Connecting to the Network

With the CLI

Once the nodes are all running and have connected to each other, you can run the Indy client to test the connection in a separate terminal window:

./manage cli

If you want to connect to a remote indy-node pool, you can optionally supply an ip address. (Currently only supports a test network running on a single machine with a single ip address.)

./manage cli <ip address>

The Indy CLI should boot up and you should see the following:

Indy-CLI (c) 2017 Evernym, Inc.
Type 'help' for more information.
Running Indy 1.1.159

indy>

Now connect to our new Indy network to make sure network is running correctly:

pool connect sandbox

What you should see is:

indy> pool connect sandbox
Pool "sandbox" has been connected

If you see this, congratulations! Your nodes are running correctly and you have a connection to the network.

Extra Features for Development

Running BCovrin also runs a thin webserver (at http://localhost:9000 when using docker) to expose some convenience functions:

Genesis Transaction Exposed

The genesis transaction record required to connect to the node pool is made available at:

<ip_address>/genesis

Write new did for seed

The node pool can have a trust anchor write a did for you. That feature is available in the UI.

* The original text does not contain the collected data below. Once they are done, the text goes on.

//! mediaq binary
//!
//! `serve` runs the ingestion API, `work` performs one worker activation and
//! exits, `reset-retries` makes every failed job eligible for retry again.

use clap::{Parser, Subcommand};
use mediaq::api::{AppState, start_api_server};
use mediaq::executor::{CliExecutor, CliProber, DownloadExecutor, NoOpExecutor};
use mediaq::jobs::RetryScanner;
use mediaq::{Config, Database, Result, Worker};
use std::net::SocketAddr;
use std::path::PathBuf;
use std::process::ExitCode;
use std::sync::Arc;
use std::time::Duration;
use tracing_subscriber::EnvFilter;

#[derive(Parser)]
#[command(name = "mediaq")]
#[command(about = "Durable download job queue", long_about = None)]
struct Cli {
    /// JSON configuration file; every setting has a default
    #[arg(long, short, env = "MEDIAQ_CONFIG")]
    config: Option<PathBuf>,

    /// Job store database path
    #[arg(long, env = "MEDIAQ_DATABASE")]
    database: Option<PathBuf>,

    /// Directory the downloader writes into
    #[arg(long, env = "MEDIAQ_STAGING_ROOT")]
    staging_root: Option<PathBuf>,

    /// Directory finished files are delivered to
    #[arg(long, env = "MEDIAQ_FINAL_ROOT")]
    final_root: Option<PathBuf>,

    /// Downloader executable (searched in PATH when omitted)
    #[arg(long, env = "MEDIAQ_DOWNLOADER")]
    downloader: Option<PathBuf>,

    /// Failures after which a job is no longer retried
    #[arg(long, env = "MEDIAQ_MAX_RETRIES")]
    max_retries: Option<u32>,

    /// Seconds a worker waits on an empty queue
    #[arg(long, env = "MEDIAQ_POP_TIMEOUT")]
    pop_timeout: Option<u64>,

    /// Seconds a job record lives after its last transition
    #[arg(long, env = "MEDIAQ_JOB_TTL")]
    job_ttl: Option<u64>,

    /// Seconds to wait for the downloaded file to show up in staging
    #[arg(long, env = "MEDIAQ_COPY_TIMEOUT")]
    copy_timeout: Option<u64>,

    #[command(subcommand)]
    command: Command,
}

#[derive(Subcommand)]
enum Command {
    /// Run the ingestion API
    Serve {
        /// Address to listen on
        #[arg(long, env = "MEDIAQ_BIND")]
        bind: Option<SocketAddr>,
    },
    /// Perform one unit of work and exit
    Work,
    /// Reset the failure count of every failed job
    ResetRetries,
}

impl Cli {
    fn load_config(&self) -> Result<Config> {
        let mut config = match &self.config {
            Some(path) => Config::from_file(path)?,
            None => Config::default(),
        };
        self.apply_overrides(&mut config);
        config.validate()?;
        Ok(config)
    }

    /// Flags and environment win over the config file
    fn apply_overrides(&self, config: &mut Config) {
        if let Some(path) = &self.database {
            config.store.database_path = path.clone();
        }
        if let Some(path) = &self.staging_root {
            config.reconcile.staging_root = path.clone();
        }
        if let Some(path) = &self.final_root {
            config.reconcile.final_root = path.clone();
        }
        if let Some(path) = &self.downloader {
            config.tools.downloader_path = Some(path.clone());
        }
        if let Some(max_retries) = self.max_retries {
            config.worker.max_retries = max_retries;
        }
        if let Some(secs) = self.pop_timeout {
            config.worker.pop_timeout = Duration::from_secs(secs);
        }
        if let Some(secs) = self.job_ttl {
            config.store.job_ttl = Duration::from_secs(secs);
        }
        if let Some(secs) = self.copy_timeout {
            config.reconcile.copy_timeout = Duration::from_secs(secs);
        }
        if let Command::Serve { bind: Some(bind) } = &self.command {
            config.api.bind_address = *bind;
        }
    }
}

#[tokio::main]
async fn main() -> ExitCode {
    tracing_subscriber::fmt()
        .with_env_filter(
            EnvFilter::try_from_default_env()
                .unwrap_or_else(|_| EnvFilter::new("mediaq=info,tower_http=info")),
        )
        .init();

    let cli = Cli::parse();
    match run(cli).await {
        Ok(code) => code,
        Err(e) => {
            tracing::error!(error = %e, "mediaq exiting");
            ExitCode::FAILURE
        }
    }
}

async fn run(cli: Cli) -> Result<ExitCode> {
    let config = cli.load_config()?;
    let db = open_store(&config).await?;

    match cli.command {
        Command::Serve { .. } => serve(db, config).await,
        Command::Work => work(db, config).await,
        Command::ResetRetries => {
            let scanner = RetryScanner::new(
                db.clone(),
                config.store.namespace.clone(),
                config.worker.max_retries,
                config.store.job_ttl,
            );
            let count = scanner.reset_all_failed_counts().await?;
            println!("Reset failed_count for {count} failed jobs.");
            db.close().await;
            Ok(ExitCode::SUCCESS)
        }
    }
}

/// Open the store or fail; no command runs without it
async fn open_store(config: &Config) -> Result<Database> {
    let db = Database::new(&config.store.database_path).await?;
    let purged = db.purge_expired().await?;
    tracing::info!(
        path = %config.store.database_path.display(),
        purged,
        "job store ready"
    );
    Ok(db)
}

async fn serve(db: Database, config: Config) -> Result<ExitCode> {
    let prober = CliProber::from_config(&config.tools).unwrap_or_else(|| {
        // Probes will fail, which shuts the server down for a restart
        tracing::warn!(
            binary = %config.tools.downloader_binary,
            "downloader not found, probes will fail"
        );
        CliProber::new(
            PathBuf::from(&config.tools.downloader_binary),
            config.tools.timeout,
        )
    });

    let state = AppState::new(db.clone(), Arc::new(config), Arc::new(prober));
    let shutdown = state.shutdown.clone();
    tokio::spawn(async move {
        mediaq::wait_for_signal().await;
        shutdown.trigger();
    });

    let result = start_api_server(state).await;
    db.close().await;
    result.map(|()| ExitCode::SUCCESS)
}

async fn work(db: Database, config: Config) -> Result<ExitCode> {
    let executor: Arc<dyn DownloadExecutor> =
        match CliExecutor::from_config(&config.tools, &config.reconcile) {
            Some(executor) => Arc::new(executor),
            None => {
                tracing::warn!(
                    binary = %config.tools.downloader_binary,
                    "downloader not found, jobs will be recorded as failed"
                );
                Arc::new(NoOpExecutor)
            }
        };

    let worker = Worker::new(db.clone(), &config, executor);
    let outcome = tokio::select! {
        outcome = worker.run_once() => outcome?,
        _ = mediaq::wait_for_signal() => {
            tracing::info!("interrupted, exiting");
            return Ok(ExitCode::SUCCESS);
        }
    };

    tracing::info!(outcome = ?outcome, "worker activation finished");
    db.close().await;
    Ok(ExitCode::from(outcome.exit_code() as u8))
}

Customize your Ledger Browser Deployment

It is possible to customize some of the aspects of the Ledger Browser at run-time, by using the following environment variables:

  • REGISTER_NEW_DIDS: if set to True, it will enable the user interface allowing new identity owners to write a DID to the ledger. It defaults to False.
  • LEDGER_INSTANCE_NAME: the name of the ledger instance the Ledger Brwoser is connected to. Defaults to Ledger Browser.
  • INFO_SITE_URL: a URL that will be displayed in the header, and can be used to reference another external website containing details/resources on the current ledger browser instance.
  • INFO_SITE_TEXT: the display text used for the INFO_SITE_URL. If not specified, it will default to the value set for INFO_SITE_URL.
  • WEB_ANALYTICS_SCRIPT: the JavaScript code used by web analytics servers. Populate this environment variable if you want to track the usage of your site with Matomo, Google Analytics or any other JavaScript based trackers. Include the whole <script type="text/javascript">...</script> tag, ensuring quotes are escaped properly for your command-line interpreter (e.g.: bash, git bash, etc.).
  • LEDGER_CACHE_PATH: if set, it will instruct the ledger to create an on-disk cache, rather than in-memory. The image supplies a folder for this purpose; $HOME/.indy_client/ledger-cache. The file should be placed into this directory (e.g.: /home/indy/.indy-client/ledger-cache/ledger_cache_file or $HOME/.indy_client/ledger-cache/ledger_cache_file).